Despite starting her career at large law firms, Fung said this transition to in-house positions was a way of establishing the work-life balance she was seeking.
“Like most students, you start out thinking, ‘I have to article at a big firm so I can get the good experience and good training,’ which is all true, but you realize that the private practice of law can be a grind. It’s very stressful. It demands a lot of your time and your energy, and I think eventually, some of us kind of decide that there has to be a better way—a better balance between work and life and your friends and family, so that’s why I decided to go in-house by taking a job at BC Gas,”
In addition to her accomplishments as a practising lawyer, Fung has remained involved in legal education, including as a director of the Legal Education and Action Fund (LEAF), the Continuing Legal Education Society of BC and other professional and non-profit organizations.
“I think maybe it’s my parents who instilled in me the value of education because they were teachers,” she said. “It taught me that education is power. Knowledge is power, and it allows you to, frankly, be open-minded if you have a curiosity in learning,” she said. “I think that’s part of the emphasis that I’ve placed in my life on trying to educate people about things, so they learn to be balanced, they learn to think critically about things and to seek knowledge, all with the goal of hopefully trying to make our world a better place, and that’s what I see the main role of education is.”

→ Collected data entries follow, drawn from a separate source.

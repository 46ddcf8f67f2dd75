//! Routing subsystem.
//!
//! # Data Flow
//! ```text
//! Request target ("/hdrs?htm=1&cols=HTd")
//!     → request.rs (endpoint lookup, query args, render mode)
//!     → router.rs (ACL gate, handler call, status mapping)
//!     → Return: Reply (status + rendered body)
//!
//! Route table (at startup):
//!     handlers::ROUTES (static name → handler list)
//!     → Freeze as immutable RouteTable
//! ```

pub mod request;
pub mod router;

pub use request::ParsedRequest;
pub use router::{Dispatcher, Handler, Route, RouteTable};
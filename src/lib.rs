//! Read-only blockchain explorer HTTP server.

pub mod backend;
pub mod config;
pub mod error;
pub mod handlers;
pub mod http;
pub mod lifecycle;
pub mod net;
pub mod observability;
pub mod render;
pub mod routing;
pub mod security;

pub use backend::{ExplorerBackend, SnapshotBackend};
pub use config::ExplorerConfig;
pub use error::ExplorerError;
pub use http::ExplorerServer;
pub use lifecycle::Shutdown;
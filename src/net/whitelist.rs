//! Accept-time IP whitelist.
//!
//! An empty whitelist admits every peer. Otherwise only listed addresses
//! get past accept; everyone else is dropped before any bytes are read.

use std::collections::HashSet;
use std::net::{AddrParseError, IpAddr};

#[derive(Debug, Clone, Default)]
pub struct Whitelist {
    ips: HashSet<IpAddr>,
}

impl Whitelist {
    pub fn new(ips: impl IntoIterator<Item = IpAddr>) -> Self {
        Self {
            ips: ips.into_iter().map(|ip| ip.to_canonical()).collect(),
        }
    }

    /// Build from configured address strings.
    pub fn from_config(entries: &[String]) -> Result<Self, AddrParseError> {
        let ips = entries
            .iter()
            .map(|s| s.trim().parse::<IpAddr>())
            .collect::<Result<Vec<_>, _>>()?;
        Ok(Self::new(ips))
    }

    pub fn is_enabled(&self) -> bool {
        !self.ips.is_empty()
    }

    pub fn len(&self) -> usize {
        self.ips.len()
    }

    pub fn is_empty(&self) -> bool {
        self.ips.is_empty()
    }

    pub fn allows(&self, ip: IpAddr) -> bool {
        self.ips.is_empty() || self.ips.contains(&ip.to_canonical())
    }
}

#[cfg(test)]
mod tests {
    use super::*;

    fn ip(s: &str) -> IpAddr {
        s.parse().unwrap()
    }

    #[test]
    fn empty_allows_everyone() {
        let wl = Whitelist::default();
        assert!(!wl.is_enabled());
        assert!(wl.allows(ip("203.0.113.9")));
        assert!(wl.allows(ip("::1")));
    }

    #[test]
    fn members_only() {
        let wl = Whitelist::from_config(&["10.0.0.1".into(), " 10.0.0.2 ".into()]).unwrap();
        assert!(wl.is_enabled());
        assert_eq!(wl.len(), 2);
        assert!(wl.allows(ip("10.0.0.2")));
        assert!(!wl.allows(ip("10.0.0.3")));
        assert!(!wl.allows(ip("127.0.0.1")));
    }

    #[test]
    fn mapped_v6_matches_v4_entry() {
        let wl = Whitelist::new([ip("192.0.2.1")]);
        assert!(wl.allows(ip("::ffff:192.0.2.1")));
    }

    #[test]
    fn bad_entry_rejected() {
        assert!(Whitelist::from_config(&["10.0.0.1".into(), "nope".into()]).is_err());
    }
}
//! Listener supervision and connection admission.
//!
//! # Responsibilities
//! - Keep a listener bound, re-binding after any bind or accept failure
//! - Drop non-whitelisted peers at accept time
//! - Register admitted connections and hand them to the HTTP layer
//!
//! # Design Decisions
//! - Restarts use a fixed interval; a failed listener is always recreated
//!   from scratch rather than retried in place
//! - Live connections survive a listener restart

use std::net::SocketAddr;
use std::sync::Arc;
use std::time::Duration;

use tokio::net::TcpStream;
use tokio::sync::{broadcast, watch};

use super::connection::ConnectionRegistry;
use super::listener::{parse_bind_address, Listener, ListenerError};
use super::whitelist::Whitelist;
use crate::config::ListenerConfig;
use crate::http::server::serve_connection;
use crate::observability::metrics;
use crate::routing::Dispatcher;

enum AcceptExit {
    Shutdown,
    Failed(ListenerError),
}

pub struct ConnectionManager {
    bind_address: SocketAddr,
    backlog: u32,
    restart_interval: Duration,
    whitelist: Whitelist,
    registry: ConnectionRegistry,
    dispatcher: Arc<Dispatcher>,
    bound: watch::Sender<Option<SocketAddr>>,
    /// Accept calls left to fail on purpose.
    #[cfg(test)]
    accept_faults: std::sync::atomic::AtomicUsize,
}

impl ConnectionManager {
    pub fn new(config: &ListenerConfig, dispatcher: Arc<Dispatcher>) -> Result<Self, ListenerError> {
        let bind_address = parse_bind_address(&config.bind_address)?;
        let whitelist = Whitelist::from_config(&config.whitelist).map_err(ListenerError::Whitelist)?;
        let (bound, _) = watch::channel(None);

        Ok(Self {
            bind_address,
            backlog: config.backlog,
            restart_interval: Duration::from_millis(config.restart_interval_ms),
            whitelist,
            registry: ConnectionRegistry::new(),
            dispatcher,
            bound,
            #[cfg(test)]
            accept_faults: std::sync::atomic::AtomicUsize::new(0),
        })
    }

    /// Address of the current listener, `None` while (re)binding.
    pub fn bound_addr(&self) -> watch::Receiver<Option<SocketAddr>> {
        self.bound.subscribe()
    }

    pub fn registry(&self) -> &ConnectionRegistry {
        &self.registry
    }

    pub fn active_connections(&self) -> usize {
        self.registry.len()
    }

    pub fn is_registered(&self, peer: SocketAddr) -> bool {
        self.registry.contains(peer)
    }

    /// Supervise the listener until shutdown.
    pub async fn run(self: Arc<Self>, mut shutdown: broadcast::Receiver<()>) {
        tracing::info!(
            address = %self.bind_address,
            whitelist = self.whitelist.len(),
            "Connection manager starting"
        );

        loop {
            let listener = match Listener::bind(self.bind_address, self.backlog) {
                Ok(listener) => listener,
                Err(e) => {
                    tracing::error!(
                        address = %self.bind_address,
                        error = %e,
                        retry_in_ms = self.restart_interval.as_millis() as u64,
                        "Cannot start server, will retry"
                    );
                    metrics::record_listener_restart();
                    if self.pause(&mut shutdown).await {
                        break;
                    }
                    continue;
                }
            };
            self.bound.send_replace(listener.local_addr().ok());

            let exit = self.accept_loop(&listener, &mut shutdown).await;
            self.bound.send_replace(None);
            drop(listener);

            match exit {
                AcceptExit::Shutdown => break,
                AcceptExit::Failed(e) => {
                    tracing::error!(
                        error = %e,
                        retry_in_ms = self.restart_interval.as_millis() as u64,
                        "Listener failed, restarting"
                    );
                    metrics::record_listener_restart();
                    if self.pause(&mut shutdown).await {
                        break;
                    }
                }
            }
        }

        tracing::info!(active_connections = self.active_connections(), "Connection manager stopped");
    }

    async fn accept_loop(&self, listener: &Listener, shutdown: &mut broadcast::Receiver<()>) -> AcceptExit {
        loop {
            tokio::select! {
                accepted = self.accept_next(listener) => match accepted {
                    Ok((stream, peer)) => self.on_accept(stream, peer),
                    Err(e) => return AcceptExit::Failed(e),
                },
                _ = shutdown.recv() => return AcceptExit::Shutdown,
            }
        }
    }

    async fn accept_next(&self, listener: &Listener) -> Result<(TcpStream, SocketAddr), ListenerError> {
        let accepted = listener.accept().await;
        #[cfg(test)]
        {
            use std::sync::atomic::Ordering;
            let pending = self.accept_faults.load(Ordering::SeqCst);
            if pending > 0 {
                self.accept_faults.store(pending - 1, Ordering::SeqCst);
                return Err(ListenerError::Accept(std::io::Error::other("injected accept failure")));
            }
        }
        accepted
    }

    fn on_accept(&self, stream: TcpStream, peer: SocketAddr) {
        if !self.whitelist.allows(peer.ip()) {
            tracing::warn!(peer = %peer, "Peer not in IP whitelist, closing");
            metrics::record_rejected_connection("whitelist");
            return;
        }

        let registration = self.registry.register(peer);
        tracing::debug!(
            connection_id = %registration.connection().id(),
            peer = %peer,
            "+peer"
        );
        tokio::spawn(serve_connection(stream, registration, Arc::clone(&self.dispatcher)));
    }

    /// Wait out the restart interval. Returns true if shutdown arrived first.
    async fn pause(&self, shutdown: &mut broadcast::Receiver<()>) -> bool {
        tokio::select! {
            _ = tokio::time::sleep(self.restart_interval) => false,
            _ = shutdown.recv() => true,
        }
    }
}
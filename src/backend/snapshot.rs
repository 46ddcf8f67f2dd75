//! File-backed backend serving canned explorer documents.
//!
//! The snapshot is one JSON object:
//!
//! ```json
//! {
//!   "status": {...},
//!   "peers": [...], "swap_offers": [...], "swap_totals": {...},
//!   "contracts": [...], "headers": {...},
//!   "blocks": {"<height>": {...}},
//!   "kernels": {"<hex>": {...}},
//!   "contracts_by_id": {"<hex>": {...}},
//!   "assets_by_id": {"<id>": {...}},
//!   "assets_at": {"<height>": [...]}
//! }
//! ```

use std::path::Path;

use serde_json::{Map, Value};
use thiserror::Error;

use super::{AssetId, BackendError, ExplorerBackend, HashValue, Height};
use crate::handlers::columns::TotalsCol;
use crate::render::RenderMode;

#[derive(Debug, Error)]
pub enum SnapshotError {
    #[error("IO error: {0}")]
    Io(#[from] std::io::Error),
    #[error("Parse error: {0}")]
    Parse(#[from] serde_json::Error),
    #[error("snapshot root must be a JSON object")]
    NotAnObject,
}

#[derive(Debug, Clone, Default)]
pub struct SnapshotBackend {
    root: Map<String, Value>,
}

impl SnapshotBackend {
    pub fn new(root: Map<String, Value>) -> Self {
        Self { root }
    }

    pub fn load(path: &Path) -> Result<Self, SnapshotError> {
        let content = std::fs::read_to_string(path)?;
        match serde_json::from_str(&content)? {
            Value::Object(root) => Ok(Self { root }),
            _ => Err(SnapshotError::NotAnObject),
        }
    }

    fn entry(&self, key: &str) -> Result<Value, BackendError> {
        self.root
            .get(key)
            .cloned()
            .ok_or_else(|| BackendError::NotFound(key.to_string()))
    }

    fn keyed(&self, section: &str, key: &str) -> Result<Value, BackendError> {
        self.root
            .get(section)
            .and_then(|s| s.get(key))
            .cloned()
            .ok_or_else(|| BackendError::NotFound(format!("{}/{}", section, key)))
    }
}

impl ExplorerBackend for SnapshotBackend {
    fn get_status(&self, _mode: RenderMode) -> Result<Value, BackendError> {
        self.entry("status")
    }

    fn get_block(&self, height: Height, _mode: RenderMode) -> Result<Value, BackendError> {
        self.keyed("blocks", &height.to_string())
    }

    fn get_block_by_kernel(&self, kernel: &HashValue, _mode: RenderMode) -> Result<Value, BackendError> {
        self.keyed("kernels", &hex::encode(kernel))
    }

    fn get_blocks(&self, start: Height, count: u64, _mode: RenderMode) -> Result<Value, BackendError> {
        let Some(blocks) = self.root.get("blocks").and_then(Value::as_object) else {
            return Ok(Value::Array(Vec::new()));
        };
        let mut found: Vec<(Height, &Value)> = blocks
            .iter()
            .filter_map(|(k, v)| k.parse::<Height>().ok().map(|h| (h, v)))
            .filter(|(h, _)| *h >= start && *h - start < count)
            .collect();
        found.sort_by_key(|(h, _)| *h);
        Ok(Value::Array(found.into_iter().map(|(_, v)| v.clone()).collect()))
    }

    fn get_headers(
        &self,
        _h_top: Height,
        _max_count: u32,
        _stride: Height,
        _columns: &[TotalsCol],
        _mode: RenderMode,
    ) -> Result<Value, BackendError> {
        self.entry("headers")
    }

    fn get_peers(&self, _mode: RenderMode) -> Result<Value, BackendError> {
        self.entry("peers")
    }

    fn get_swap_offers(&self, _mode: RenderMode) -> Result<Value, BackendError> {
        self.entry("swap_offers")
    }

    fn get_swap_totals(&self, _mode: RenderMode) -> Result<Value, BackendError> {
        self.entry("swap_totals")
    }

    fn get_contracts(&self, _mode: RenderMode) -> Result<Value, BackendError> {
        self.entry("contracts")
    }

    fn get_contract_details(
        &self,
        id: &HashValue,
        _h_min: Height,
        _h_max: Height,
        _max_txs: u32,
        _mode: RenderMode,
    ) -> Result<Value, BackendError> {
        self.keyed("contracts_by_id", &hex::encode(id))
    }

    fn get_asset_details(
        &self,
        id: AssetId,
        _h_min: Height,
        _h_max: Height,
        _max_ops: u32,
        _mode: RenderMode,
    ) -> Result<Value, BackendError> {
        self.keyed("assets_by_id", &id.to_string())
    }

    /// Newest snapshot at or below `height`.
    fn get_assets_at(&self, height: Height, _mode: RenderMode) -> Result<Value, BackendError> {
        self.root
            .get("assets_at")
            .and_then(Value::as_object)
            .and_then(|at| {
                at.iter()
                    .filter_map(|(k, v)| k.parse::<Height>().ok().map(|h| (h, v)))
                    .filter(|(h, _)| *h <= height)
                    .max_by_key(|(h, _)| *h)
                    .map(|(_, v)| v.clone())
            })
            .ok_or_else(|| BackendError::NotFound(format!("assets_at/{}", height)))
    }
}
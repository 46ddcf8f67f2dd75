//! Shutdown coordination.

use tokio::sync::broadcast;

/// Coordinator for graceful shutdown.
///
/// Provides a broadcast channel that all long-running tasks can subscribe to.
pub struct Shutdown {
    tx: broadcast::Sender<()>,
}

impl Shutdown {
    pub fn new() -> Self {
        let (tx, _) = broadcast::channel(1);
        Self { tx }
    }

    /// Subscribe to the shutdown signal.
    pub fn subscribe(&self) -> broadcast::Receiver<()> {
        self.tx.subscribe()
    }

    /// Trigger the shutdown signal.
    pub fn trigger(&self) {
        let _ = self.tx.send(());
    }

    /// Number of tasks still listening.
    pub fn receiver_count(&self) -> usize {
        self.tx.receiver_count()
    }
}

impl Default for Shutdown {
    fn default() -> Self {
        Self::new()
    }
}

/// Resolve on Ctrl+C. If the handler can't be installed, never resolve.
pub async fn wait_for_signal() {
    match tokio::signal::ctrl_c().await {
        Ok(()) => tracing::info!("Shutdown signal received"),
        Err(e) => {
            tracing::error!(error = %e, "Failed to install Ctrl+C handler");
            std::future::pending::<()>().await;
        }
    }
}
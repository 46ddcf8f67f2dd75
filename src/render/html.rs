//! JSON to HTML conversion for `htm=1` requests.
//!
//! Objects carrying a string `type` and a `value` are rendered according to
//! the type tag:
//!
//! | type     | value         | output                                   |
//! |----------|---------------|------------------------------------------|
//! | `aid`    | number        | link to the asset page                   |
//! | `amount` | number/string | colored figure, red `-`, green `+`       |
//! | `cid`    | string        | link to the contract page, shortened     |
//! | `th`     | string        | centered heading                         |
//! | `group`  | array         | rows spliced into the enclosing table    |
//! | `table`  | array         | nested table, optional `more` link       |
//!
//! Anything else renders generically: objects as `<ul>`, arrays as `[a, b]`.

use serde_json::{Map, Value};

use super::amount::Amount;
use super::MAX_DEPTH;
use crate::error::ExplorerError;

const PRELUDE: &str = "\
<!DOCTYPE html>
<html>
<head>
<meta name=\"viewport\" content=\"width=device-width, initial-scale=1\">
<style>
table, th, td {
  border: 1px solid black;
  border-collapse: collapse;
}
td {
  text-align: right;
}
</style>
</head>
<body>
";

const EPILOGUE: &str = "\
</body>
</html>
";

const GROUP_GAP: &str = "<tr></tr><tr></tr><tr></tr>";

/// Display width of shortened contract ids.
pub const SHORT_CHARS: usize = 13;
const SHORT_SUFFIX: &str = "...";

/// Renders one document into an HTML page.
pub struct HtmlConverter<'a> {
    out: String,
    /// Request target the page was generated for; base for "More..." links.
    url: &'a str,
    native_asset: &'a str,
}

impl<'a> HtmlConverter<'a> {
    pub fn new(url: &'a str, native_asset: &'a str) -> Self {
        Self {
            out: String::with_capacity(4096),
            url,
            native_asset,
        }
    }

    /// Render `doc` as a complete page.
    pub fn convert(mut self, doc: &Value) -> Result<String, ExplorerError> {
        self.out.push_str(PRELUDE);
        self.node(doc, 0, 0)?;
        self.out.push_str(EPILOGUE);
        Ok(self.out)
    }

    fn node(&mut self, v: &Value, depth: u32, tbl: u32) -> Result<(), ExplorerError> {
        let depth = depth + 1;
        if depth > MAX_DEPTH {
            return Err(ExplorerError::RecursionLimit);
        }

        match v {
            Value::Object(map) => {
                if self.special(map, depth, tbl)? {
                    return Ok(());
                }
                self.out.push_str("<ul>");
                for (key, child) in map {
                    self.out.push_str("<li>");
                    self.out.push_str(&encode(key));
                    self.out.push_str(": ");
                    self.node(child, depth, tbl)?;
                    self.out.push_str("</li>");
                }
                self.out.push_str("</ul>");
            }
            Value::Array(items) => {
                self.out.push('[');
                for (i, item) in items.iter().enumerate() {
                    if i > 0 {
                        self.out.push_str(", ");
                    }
                    self.node(item, depth, tbl)?;
                }
                self.out.push(']');
            }
            Value::String(s) => self.out.push_str(&encode(s)),
            Value::Number(n) => self.out.push_str(&n.to_string()),
            Value::Bool(b) => self.out.push_str(if *b { "true" } else { "false" }),
            Value::Null => {}
        }
        Ok(())
    }

    /// Rows of a table. Array elements become `<tr>`, anything else is inlined.
    fn table_data(&mut self, rows: &[Value], depth: u32, tbl: u32) -> Result<(), ExplorerError> {
        for row in rows {
            let Value::Array(cells) = row else {
                self.node(row, depth, tbl)?;
                continue;
            };

            self.out.push_str("<tr>");
            let width = 100 / cells.len().max(1);
            for (j, cell) in cells.iter().enumerate() {
                self.out.push_str("<td");
                if tbl > 1 && j + 1 < cells.len() {
                    self.out.push_str(&format!(" style = \"width:{}%\"", width));
                }
                self.out.push('>');
                self.node(cell, depth, tbl)?;
                self.out.push_str("</td>");
            }
            self.out.push_str("</tr>\n");
        }
        Ok(())
    }

    fn table(&mut self, rows: &[Value], depth: u32, tbl: u32) -> Result<(), ExplorerError> {
        self.out.push_str("<table style=\"width:100%\">\n");
        self.table_data(rows, depth, tbl)?;
        self.out.push_str("</table>\n");
        Ok(())
    }

    /// Returns `Ok(false)` when the object is not a recognized envelope.
    fn special(&mut self, obj: &Map<String, Value>, depth: u32, tbl: u32) -> Result<bool, ExplorerError> {
        let (Some(Value::String(kind)), Some(v)) = (obj.get("type"), obj.get("value")) else {
            return Ok(false);
        };

        match (kind.as_str(), v) {
            ("aid", Value::Number(n)) => {
                let Some(aid) = n.as_u64() else {
                    return Ok(false);
                };
                if aid == 0 {
                    self.out.push_str(self.native_asset);
                } else {
                    self.out
                        .push_str(&format!("<a href = \"asset?htm=1&id={aid}\">Asset-{aid}</a>"));
                }
            }
            ("amount", _) => {
                let Some(amount) = Amount::read(v) else {
                    return Ok(false);
                };
                self.out
                    .push_str(&format!("<p2 style=\"color:{}\">{}</p2>", amount.color(), amount));
            }
            ("cid", Value::String(s)) => {
                let cid = encode(s);
                self.out.push_str(&format!(
                    "<a href = \"contract?htm=1&id={}\">cid-{}</a>",
                    cid,
                    short_of(&cid, SHORT_CHARS)
                ));
            }
            ("th", Value::String(s)) => {
                self.out.push_str("<h3 align=center>");
                self.out.push_str(&encode(s));
                self.out.push_str("</h3>");
            }
            ("group", Value::Array(rows)) => {
                self.out.push_str(GROUP_GAP);
                self.table_data(rows, depth, tbl)?;
                self.out.push_str(GROUP_GAP);
            }
            ("table", Value::Array(rows)) => {
                self.table(rows, depth, tbl + 1)?;
                if let Some(Value::Object(more)) = obj.get("more") {
                    let href = more_link(self.url, more);
                    self.out.push_str(&format!("<a href = \"{}\">More...</a>", href));
                }
            }
            _ => return Ok(false),
        }
        Ok(true)
    }
}

fn more_link(url: &str, more: &Map<String, Value>) -> String {
    more.iter().fold(url.to_string(), |path, (key, v)| {
        let arg = match v {
            Value::String(s) => encode(s),
            Value::Number(n) => n.as_u64().map(|x| x.to_string()).unwrap_or_else(|| n.to_string()),
            _ => String::new(),
        };
        substitute_arg(&path, key, &arg)
    })
}

/// Escape `<`, `>` and `&` as numeric entities. Nothing else changes.
pub fn encode(s: &str) -> String {
    let mut out = String::with_capacity(s.len());
    for ch in s.chars() {
        match ch {
            '<' => out.push_str("&#60;"),
            '>' => out.push_str("&#62;"),
            '&' => out.push_str("&#38;"),
            _ => out.push(ch),
        }
    }
    out
}

/// First `max_chars` characters plus `...`, unless the string is short
/// enough that the suffix would not save anything.
pub fn short_of(s: &str, max_chars: usize) -> String {
    if s.chars().count() <= max_chars + SHORT_SUFFIX.len() {
        return s.to_string();
    }
    let mut short: String = s.chars().take(max_chars).collect();
    short.push_str(SHORT_SUFFIX);
    short
}

/// Set `key=value` in the query string of `url`.
///
/// Existing `key=` arguments are dropped together with their separator; all
/// other arguments keep their order and bytes. The new argument goes last.
pub fn substitute_arg(url: &str, key: &str, value: &str) -> String {
    let prefix = format!("{}=", key);
    let mut res = String::with_capacity(url.len() + prefix.len() + value.len() + 1);

    let (path, query) = match url.split_once('?') {
        Some((p, q)) => (p, Some(q)),
        None => (url, None),
    };
    res.push_str(path);

    let mut kept = 0usize;
    let mut sep_at_end = false;
    if let Some(query) = query {
        res.push('?');
        sep_at_end = true;
        for arg in query.split_inclusive('&') {
            if arg.starts_with(&prefix) {
                continue;
            }
            res.push_str(arg);
            kept += 1;
            sep_at_end = arg.ends_with('&');
        }
    }

    if !sep_at_end {
        res.push(if kept > 0 { '&' } else { '?' });
    }
    res.push_str(&prefix);
    res.push_str(value);
    res
}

This passion for education has also kept her involved with her alma mater, most notably as one of the original members of the Dean’s Advisory Committee for the Centre for Business Law.
“[Dean Mary Anne Bobinski] had this vision that we should be giving some air time and some better experience in business law to people who may interested in practicing it when they leave law school, so she approached me to join the council of lawyers to basically think about a type of program that we could offer students who may be interested in practicing as a solicitor,” Fung said.
“I think it’s important … for law schools to always be looking beyond what the current curriculum is and think about new things that they can offer students—more choice in what courses they can take and the type of experiential learning that I think is becoming more prevalent nowadays.”
Yet another facet of Fung’s varied career has been her involvement in regulating the profession and representing the needs of legal practitioners. Fung has served as both the President of the Law Society of British Columbia and National Director of the Canadian Bar Association.
“Having served on both, I think each of them has its uses,” she said. “What I would say you learn from serving on either one of them is just that, overall, the legal profession is highly varied and, at the same time, it’s actually very collegial. I think most lawyers are actually very good, ethical, professional people who are trying to, by and large, advance their clients’ interest as opposed to their own.”
Despite the rigours of legal practice, Fung has few regrets about the career path she chose.
“I get paid to think every minute of the day … and to problem-solve and to help people with their legal problems, for those who cannot navigate the legal system on their own,” she said.